We all have the ever increasing tendency to hang out with and be influenced by people who already agree with us. As an evangelical Christian it is easy for me to talk to people, hear sermons, read articles and commentaries of people who all believe the same thing. I’ve a few friends who regularly send me articles from commentators that, wonder of wonders, support the very things those friends hold dear. To avoid living entirely in the evangelical bubble world takes effort; you have to make a point to seek out and consider other points of view.
To be sure, this is true of almost anybody but it is evangelicals that I worry about. We take up causes and support ideas that we are sure that “everybody” either agrees with us or at the very least can easily be persuaded to support because of our compelling arguments. We are then mystified and eventually hurt when we find that is not the case. We can end up thinking those who differ with us are evil, selfish or deluded.

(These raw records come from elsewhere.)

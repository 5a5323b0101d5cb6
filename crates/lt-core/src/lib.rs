//! life_trace analysis engine.
//!
//! Batch analyzer for streams of timestamped, typed life events. Fits a
//! multivariate self-exciting point-process GLM (exponential basis kernels,
//! circadian/weekly baselines) by regularized maximum likelihood, validates
//! it with time-rescaling KS diagnostics, and summarizes the result into a
//! directed influence graph plus rhythm summaries.
//!
//! The typical entry point is [`pipeline::analyze`] or, with progress and
//! cancellation, [`pipeline::Pipeline::run`]. The binary entry point is in
//! `main.rs`.

pub mod config;
pub mod coverage;
pub mod diagnostics;
pub mod insights;
pub mod logging;
pub mod model;
pub mod pipeline;
pub mod progress;
pub mod result;
pub mod stream;
pub mod summary;
pub mod test_utils;
pub mod windows;

pub use config::AnalysisOptions;
pub use pipeline::{analyze, Pipeline};
pub use progress::{CancelToken, ProgressSink, ProgressUpdate, Stage};
pub use result::AnalysisResult;
pub use stream::Event;
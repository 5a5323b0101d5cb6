//! Exponential basis kernels for influence curves.
//!
//! The influence of a source type on a target rate is modeled as a linear
//! combination of exponential kernels `e^{-dh/tau}` at fixed timescales.
//! The exponential form is load-bearing: it is what allows the history sum
//! to be maintained recursively under decay plus unit impulses instead of
//! re-scanning past events.

use lt_math::log_spaced;

/// Milliseconds per hour; internal model time is fractional hours.
pub const MS_PER_HOUR: f64 = 3_600_000.0;

/// Number of available basis timescales.
pub const MAX_BASES: usize = 9;

/// Basis decay timescales in hours: 5 min up to 21 days.
pub const TIMESCALES_HOURS: [f64; MAX_BASES] = [
    5.0 / 60.0,
    15.0 / 60.0,
    1.0,
    4.0,
    12.0,
    24.0,
    72.0,
    168.0,
    504.0,
];

/// Lag-sweep range for peak detection, in hours.
const PEAK_SWEEP_LO_H: f64 = 5.0 / 60.0;
const PEAK_SWEEP_HI_H: f64 = 168.0;
const PEAK_SWEEP_POINTS: usize = 200;

/// Lag range for the mass integral, in hours.
const MASS_LO_H: f64 = 1.0 / 60.0;
const MASS_HI_H: f64 = 168.0;
const MASS_POINTS: usize = 500;

/// Influence horizon for the closed-form integrated effect, in hours.
const HORIZON_H: f64 = 168.0;

/// Kernel value `e^{-dh/tau}` for a positive lag, zero otherwise.
pub fn kernel(tau: f64, delta_hours: f64) -> f64 {
    if delta_hours > 0.0 {
        (-delta_hours / tau).exp()
    } else {
        0.0
    }
}

/// Decay factor applied to recursive state over an elapsed interval.
pub fn decay(delta_hours: f64, tau: f64) -> f64 {
    (-delta_hours / tau).exp()
}

/// Influence curve `g(dh) = sum_b w_b * kernel(tau_b, dh)`.
pub fn curve(weights: &[f64], delta_hours: f64) -> f64 {
    weights
        .iter()
        .zip(TIMESCALES_HOURS.iter())
        .map(|(w, tau)| w * kernel(*tau, delta_hours))
        .sum()
}

/// Lag maximizing `|g|` over a 200-point log grid, with the curve value there.
///
/// Returns `(peak_lag_ms, g(peak_lag))`.
pub fn peak_lag(weights: &[f64]) -> (f64, f64) {
    let grid = log_spaced(PEAK_SWEEP_LO_H, PEAK_SWEEP_HI_H, PEAK_SWEEP_POINTS);
    let mut best_lag_h = PEAK_SWEEP_LO_H;
    let mut best_value = curve(weights, PEAK_SWEEP_LO_H);
    for &dh in &grid {
        let g = curve(weights, dh);
        if g.abs() > best_value.abs() {
            best_lag_h = dh;
            best_value = g;
        }
    }
    (best_lag_h * MS_PER_HOUR, best_value)
}

/// Lag by which half the total absolute influence mass has accumulated.
///
/// Integrates `|g|` over a 500-point log grid; returns 0 when the total
/// absolute mass is below 1e-10. Returned in milliseconds.
pub fn half_mass_time_ms(weights: &[f64]) -> f64 {
    let grid = log_spaced(MASS_LO_H, MASS_HI_H, MASS_POINTS);
    let mut masses = Vec::with_capacity(grid.len());
    let mut total = 0.0;
    for pair in grid.windows(2) {
        let m = curve(weights, pair[1]).abs() * (pair[1] - pair[0]);
        masses.push((pair[1], m));
        total += m;
    }
    if total < 1e-10 {
        return 0.0;
    }
    let mut cum = 0.0;
    for (dh, m) in masses {
        cum += m;
        if cum >= 0.5 * total {
            return dh * MS_PER_HOUR;
        }
    }
    MASS_HI_H * MS_PER_HOUR
}

/// Closed-form `sum_b w_b * tau_b * (1 - e^{-168/tau_b})`.
///
/// The integral of the influence curve out to the one-week horizon.
pub fn integrated_effect(weights: &[f64]) -> f64 {
    weights
        .iter()
        .zip(TIMESCALES_HOURS.iter())
        .map(|(w, tau)| w * tau * (1.0 - (-HORIZON_H / tau).exp()))
        .sum()
}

This bothers me because we, alone among the various “everybody I know” tribes, firmly believe that God wants us to reach out to the “everybodys” that are really out there and we can’t do it well until we avoid the group-think trap. Yet, oddly, we warn each other about the danger of actually listening to and considering those who differ. My prayer today is that we not be like the media pundits this morning who nodded wisely when the others said the things they already believed.